_PROBLEM TO WORK ON_
Give back the full listing exactly as written.
Start of EXERCISE INPUTS
//! Error types for the epoch decoder

use thiserror::Error;

/// Result type alias for decoder operations
pub type Result<T> = std::result::Result<T, DecoderError>;

/// Main error type for the decoder
#[derive(Error, Debug)]
pub enum DecoderError {
    /// A pipeline raised while being fitted or queried during a fold.
    /// Recoverable: the pipeline is dropped and the run continues.
    #[error("Pipeline '{name}' failed: {reason}")]
    PipelineFitError { name: String, reason: String },

    /// Missing events, a subject without epochs, or a malformed recording.
    #[error("Assembly error: {0}")]
    AssemblyError(String),

    /// Feature selection or hyperparameter tuning failed.
    #[error("Optimization error: {0}")]
    OptimizationError(String),

    /// Final scores could not be computed.
    #[error("Aggregation error: {0}")]
    AggregationError(String),

    #[error("Pipeline {0} does not exist")]
    PipelineNotFound(String),

    #[error("Configuration error: {0}")]
    ConfigError(String),

    #[error("Validation error: {0}")]
    ValidationError(String),

    #[error("Invalid shape: expected {expected}, got {actual}")]
    ShapeError { expected: String, actual: String },

    #[error("Invalid parameter: {name} = {value}, {reason}")]
    InvalidParameter {
        name: String,
        value: String,
        reason: String,
    },

    #[error("Model not fitted")]
    ModelNotFitted,

    #[error("IO error: {0}")]
    IoError(#[from] std::io::Error),

    #[error("Serialization error: {0}")]
    SerializationError(String),
}

impl DecoderError {
    /// Fatal errors abort a run; everything else degrades it.
    pub fn is_fatal(&self) -> bool {
        matches!(
            self,
            DecoderError::AssemblyError(_) | DecoderError::AggregationError(_)
        )
    }
}

impl From<serde_json::Error> for DecoderError {
    fn from(err: serde_json::Error) -> Self {
        DecoderError::SerializationError(err.to_string())
    }
}

impl From<ndarray::ShapeError> for DecoderError {
    fn from(err: ndarray::ShapeError) -> Self {
        DecoderError::ShapeError {
            expected: "valid shape".to_string(),
            actual: err.to_string(),
        }
    }
}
End of EXERCISE INPUTS
_RESPONSE TO THIS TASK_
//! Error types for the epoch decoder

use thiserror::Error;

/// Result type alias for decoder operations
pub type Result<T> = std::result::Result<T, DecoderError>;

/// Main error type for the decoder
#[derive(Error, Debug)]
pub enum DecoderError {
    /// A pipeline raised while being fitted or queried during a fold.
    /// Recoverable: the pipeline is dropped and the run continues.
    #[error("Pipeline '{name}' failed: {reason}")]
    PipelineFitError { name: String, reason: String },

    /// Missing events, a subject without epochs, or a malformed recording.
    #[error("Assembly error: {0}")]
    AssemblyError(String),

    /// Feature selection or hyperparameter tuning failed.
    #[error("Optimization error: {0}")]
    OptimizationError(String),

    /// Final scores could not be computed.
    #[error("Aggregation error: {0}")]
    AggregationError(String),

    #[error("Pipeline {0} does not exist")]
    PipelineNotFound(String),

    #[error("Configuration error: {0}")]
    ConfigError(String),

    #[error("Validation error: {0}")]
    ValidationError(String),

    #[error("Invalid shape: expected {expected}, got {actual}")]
    ShapeError { expected: String, actual: String },

    #[error("Invalid parameter: {name} = {value}, {reason}")]
    InvalidParameter {
        name: String,
        value: String,
        reason: String,
    },

    #[error("Model not fitted")]
    ModelNotFitted,

    #[error("IO error: {0}")]
    IoError(#[from] std::io::Error),

    #[error("Serialization error: {0}")]
    SerializationError(String),
}

impl DecoderError {
    /// Fatal errors abort a run; everything else degrades it.
    pub fn is_fatal(&self) -> bool {
        matches!(
            self,
            DecoderError::AssemblyError(_) | DecoderError::AggregationError(_)
        )
    }
}

impl From<serde_json::Error> for DecoderError {
    fn from(err: serde_json::Error) -> Self {
        DecoderError::SerializationError(err.to_string())
    }
}

impl From<ndarray::ShapeError> for DecoderError {
    fn from(err: ndarray::ShapeError) -> Self {
        DecoderError::ShapeError {
            expected: "valid shape".to_string(),
            actual: err.to_string(),
        }
    }
}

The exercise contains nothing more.